报告题目:典范分析和GLMM解释变量相对重要性评估
报告人:赖江山
主持人:高梅香博士、教授
报告时间:2023年6月8日(星期二),15:00-17:00
报告地点:载物楼315会议室
报告人简介:赖江山,南京林业大学生物与环境学院教授、博士生导师、中国生态学会生态模型专业委员会委员,英国生态学会Methods in Ecology and Evolution编委(2023.4-)。研究方向为数量生态学,曾开发“平均分割共享方差”的新方法解决了生态学典范分析中解释变量相对重要性的难题,相关成果于2022年4月份发表于MEE,该文章已经被SCI论文引用160多次(Web of Science),目前已成为该刊2021-2022年发表的最高引文章,并从2022年7月至今连续6次被科睿唯安(Clarivate)评为环境生态领域引用前0.1%的热点论文(Hot Paper)。近年来他也致力于在国内生态学界推广R语言和数量分析方法,出版译著《数量生态学-R语言应用》(第一版、第二版)(高等教育出版社),该书成为国内高校生态学与R语言教学的基本教材,并获得第二十届中国输出引入版优秀图书奖。赖江山是中国科学院大学“R语言及其在生态学上的应用”研究生课程首席教授,并多次受邀国内各大高校与科研院所开展R语言的培训,为R语言和生态数量方法在国内的生态与环境科学界的普及做出重要的贡献。

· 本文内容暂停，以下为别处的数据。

//! Packaging parameters.
//!
//! One [`PackagingParams`] value configures a whole packaging run; stream
//! specific settings live on [`crate::StreamDescriptor`].

use std::collections::HashMap;
use std::fmt;
use std::sync::Arc;

/// MP4 (ISO-BMFF) output tuning.
#[derive(Debug, Clone, Default)]
pub struct Mp4OutputParams {
    /// Generate `sidx` boxes in media segments.
    pub generate_sidx_in_media_segments: bool,
    /// Include PSSH boxes in the output stream in addition to the manifest.
    pub include_pssh_in_stream: bool,
}

/// Segment chunking configuration.
#[derive(Debug, Clone)]
pub struct ChunkingParams {
    /// Segment duration in seconds.
    pub segment_duration_in_seconds: f64,
    /// Subsegment duration in seconds; 0 disables subsegments.
    pub subsegment_duration_in_seconds: f64,
    /// Force segments to begin at stream access points.
    pub segment_sap_aligned: bool,
    /// Force subsegments to begin at stream access points. Requires
    /// `segment_sap_aligned`.
    pub subsegment_sap_aligned: bool,
}

impl Default for ChunkingParams {
    fn default() -> Self {
        Self {
            segment_duration_in_seconds: 6.0,
            subsegment_duration_in_seconds: 0.0,
            segment_sap_aligned: true,
            subsegment_sap_aligned: true,
        }
    }
}

/// DRM content protection scheme.
#[derive(Debug, Clone, Copy, PartialEq, Eq, Default)]
#[non_exhaustive]
pub enum ProtectionScheme {
    /// AES-CTR, no pattern ('cenc').
    #[default]
    Cenc,
    /// AES-CBC, no pattern ('cbc1').
    Cbc1,
    /// AES-CTR with subsample pattern ('cens').
    Cens,
    /// AES-CBC with subsample pattern ('cbcs').
    Cbcs,
    /// Apple Sample-AES, required for TS and packed-audio output.
    AppleSampleAes,
}

impl fmt::Display for ProtectionScheme {
    fn fmt(&self, f: &mut fmt::Formatter<'_>) -> fmt::Result {
        match self {
            Self::Cenc => write!(f, "cenc"),
            Self::Cbc1 => write!(f, "cbc1"),
            Self::Cens => write!(f, "cens"),
            Self::Cbcs => write!(f, "cbcs"),
            Self::AppleSampleAes => write!(f, "apple-sample-aes"),
        }
    }
}

/// Where encryption or decryption keys come from.
#[derive(Debug, Clone, Copy, PartialEq, Eq, Default)]
#[non_exhaustive]
pub enum KeyProvider {
    /// No key provider; content stays clear.
    #[default]
    None,
    /// Keys supplied directly in [`RawKeyParams`].
    Raw,
}

/// One raw key entry, keyed by DRM label.
#[derive(Debug, Clone, Default, PartialEq)]
pub struct RawKey {
    /// 16-byte key id.
    pub key_id: Vec<u8>,
    /// 16-byte content key.
    pub key: Vec<u8>,
    /// Optional IV; generated when absent.
    pub iv: Vec<u8>,
}

/// Raw key material for [`KeyProvider::Raw`].
#[derive(Debug, Clone, Default)]
pub struct RawKeyParams {
    /// Keys by DRM label. The empty label is the default key.
    pub key_map: HashMap<String, RawKey>,
}

/// Attributes of a stream being encrypted, handed to the stream label
/// function to pick a DRM label.
#[derive(Debug, Clone, Copy, PartialEq, Eq)]
pub enum EncryptedStreamAttributes {
    /// An audio stream.
    Audio,
    /// A video stream with its coded resolution.
    Video {
        /// Coded width in pixels.
        width: u32,
        /// Coded height in pixels.
        height: u32,
    },
    /// Neither audio nor video.
    Unknown,
}

/// Maps stream attributes to a DRM label.
pub type StreamLabelFn = Arc<dyn Fn(&EncryptedStreamAttributes) -> String + Send + Sync>;

/// Encryption configuration.
#[derive(Clone, Default)]
pub struct EncryptionParams {
    /// Key provider.
    pub key_provider: KeyProvider,
    /// Raw key material when `key_provider` is [`KeyProvider::Raw`].
    pub raw_key: RawKeyParams,
    /// Protection scheme. Forced to Apple Sample-AES for TS and packed
    /// audio output regardless of this setting.
    pub protection_scheme: ProtectionScheme,
    /// Seconds of clear content at the start of each stream.
    pub clear_lead_in_seconds: f64,
    /// Maps stream attributes to DRM labels; a default resolution-based
    /// function is installed when unset.
    pub stream_label_func: Option<StreamLabelFn>,
}

impl fmt::Debug for EncryptionParams {
    fn fmt(&self, f: &mut fmt::Formatter<'_>) -> fmt::Result {
        f.debug_struct("EncryptionParams")
            .field("key_provider", &self.key_provider)
            .field("protection_scheme", &self.protection_scheme)
            .field("clear_lead_in_seconds", &self.clear_lead_in_seconds)
            .field("stream_label_func", &self.stream_label_func.is_some())
            .finish_non_exhaustive()
    }
}

/// Decryption configuration for encrypted inputs.
#[derive(Debug, Clone, Default)]
pub struct DecryptionParams {
    /// Key provider.
    pub key_provider: KeyProvider,
    /// Raw key material when `key_provider` is [`KeyProvider::Raw`].
    pub raw_key: RawKeyParams,
}

/// HLS playlist type.
#[derive(Debug, Clone, Copy, PartialEq, Eq, Default)]
pub enum HlsPlaylistType {
    /// Video on demand; playlists are finalized.
    #[default]
    Vod,
    /// Event; playlists grow but segments are never removed.
    Event,
    /// Live; a sliding window of segments.
    Live,
}

/// HLS output configuration.
#[derive(Debug, Clone, Default)]
pub struct HlsParams {
    /// Master playlist path; empty disables HLS output.
    pub master_playlist_output: String,
    /// Playlist type.
    pub playlist_type: HlsPlaylistType,
    /// Base URL prepended to media paths in playlists.
    pub base_url: String,
    /// Live window depth in seconds.
    pub time_shift_buffer_depth: f64,
    /// Default audio/text language.
    pub default_language: String,
}

/// DASH MPD output configuration.
#[derive(Debug, Clone)]
pub struct MpdParams {
    /// MPD path; empty disables DASH output.
    pub mpd_output: String,
    /// Base URLs listed in the MPD.
    pub base_urls: Vec<String>,
    /// `minBufferTime` in seconds.
    pub min_buffer_time: f64,
    /// `minimumUpdatePeriod` in seconds, live only.
    pub minimum_update_period: f64,
    /// `suggestedPresentationDelay` in seconds, live only.
    pub suggested_presentation_delay: f64,
    /// Live window depth in seconds.
    pub time_shift_buffer_depth: f64,
    /// Default audio/text language.
    pub default_language: String,
    /// Emit a static MPD even for live profile content.
    pub generate_static_live_mpd: bool,
}

impl Default for MpdParams {
    fn default() -> Self {
        Self {
            mpd_output: String::new(),
            base_urls: Vec::new(),
            min_buffer_time: 2.0,
            minimum_update_period: 5.0,
            suggested_presentation_delay: 0.0,
            time_shift_buffer_depth: 1800.0,
            default_language: String::new(),
            generate_static_live_mpd: false,
        }
    }
}

/// One ad cue.
#[derive(Debug, Clone, Copy, PartialEq, Default)]
pub struct Cuepoint {
    /// Cue start relative to the start of the presentation, in seconds.
    pub start_time_in_seconds: f64,
    /// Cue duration in seconds; 0 for a splice point.
    pub duration_in_seconds: f64,
}

impl Cuepoint {
    /// A splice-point cue at the given time.
    pub fn at(start_time_in_seconds: f64) -> Self {
        Self {
            start_time_in_seconds,
            duration_in_seconds: 0.0,
        }
    }
}

/// Ad cue generation configuration.
#[derive(Debug, Clone, Default)]
pub struct AdCueGeneratorParams {
    /// Cue points; non-empty activates cue alignment across all streams.
    pub cue_points: Vec<Cuepoint>,
}

/// Custom read callback: `(file name, buffer) -> bytes read or < 0 on error`.
pub type ReadCallback = Arc<dyn Fn(&str, &mut [u8]) -> i64 + Send + Sync>;
/// Custom write callback: `(file name, data) -> bytes written or < 0 on error`.
pub type WriteCallback = Arc<dyn Fn(&str, &[u8]) -> i64 + Send + Sync>;

/// Buffer callback configuration. When set, file reads and/or writes are
/// routed through the callbacks instead of the filesystem.
#[derive(Clone, Default)]
pub struct BufferCallbackParams {
    /// Read callback; rewrites descriptor inputs when present.
    pub read_func: Option<ReadCallback>,
    /// Write callback; rewrites descriptor outputs, segment templates and
    /// manifest paths when present.
    pub write_func: Option<WriteCallback>,
}

impl fmt::Debug for BufferCallbackParams {
    fn fmt(&self, f: &mut fmt::Formatter<'_>) -> fmt::Result {
        f.debug_struct("BufferCallbackParams")
            .field("read_func", &self.read_func.is_some())
            .field("write_func", &self.write_func.is_some())
            .finish()
    }
}

/// Test hooks. Not for production use.
#[derive(Debug, Clone, Default)]
pub struct TestParams {
    /// Dump demuxed stream info instead of requiring outputs.
    pub dump_stream_info: bool,
    /// Replace the muxer clock with one that always returns the epoch.
    pub inject_fake_clock: bool,
    /// Report this library version string for deterministic test output.
    pub injected_library_version: String,
}

/// Top-level packaging configuration.
#[derive(Debug, Clone, Default)]
pub struct PackagingParams {
    /// MP4 output tuning.
    pub mp4_output_params: Mp4OutputParams,
    /// Directory for intermediate files.
    pub temp_dir: String,
    /// Chunking configuration.
    pub chunking_params: ChunkingParams,
    /// Encryption configuration.
    pub encryption_params: EncryptionParams,
    /// Decryption configuration.
    pub decryption_params: DecryptionParams,
    /// HLS output configuration.
    pub hls_params: HlsParams,
    /// DASH output configuration.
    pub mpd_params: MpdParams,
    /// Ad cue configuration.
    pub ad_cue_generator_params: AdCueGeneratorParams,
    /// Buffer callback configuration.
    pub buffer_callback_params: BufferCallbackParams,
    /// Write a `.media_info` sidecar per on-demand output.
    pub output_media_info: bool,
    /// Test hooks.
    pub test_params: TestParams,
}

/// Options handed to a muxer for one output.
#[derive(Debug, Clone, Default)]
pub struct MuxerOptions {
    /// MP4 output tuning.
    pub mp4_params: Mp4OutputParams,
    /// Directory for intermediate files.
    pub temp_dir: String,
    /// Bandwidth in bits per second, 0 when unknown.
    pub bandwidth: u32,
    /// Output file name (init segment for multi-segment output).
    pub output_file_name: String,
    /// Segment template for multi-segment output.
    pub segment_template: String,
}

报告内容:典范分析和广义混合效应模型是生态学最常用的数据分析工具,但共线性的解释变量的相对重要性的一直是难题。我们将统计学中“层次分割(hierarchical partitioning)”的理论应用于典范分析,并将层次分割与变差分解(variation partitioning)建立起数学联系,认为可以通过平均分配共同解释的组分与边际效应之和获得单个解释变量所分配的解释率,通过比较单个变量解释率来评估典范分析和GLMM中共线性的解释变量相对重要性,同时开发了基于R语言平台的rdacca.hp包和glmm.hp包来实现上述方法。目前这两个程序包已经被广泛应用于生态及相关学科的数据分析。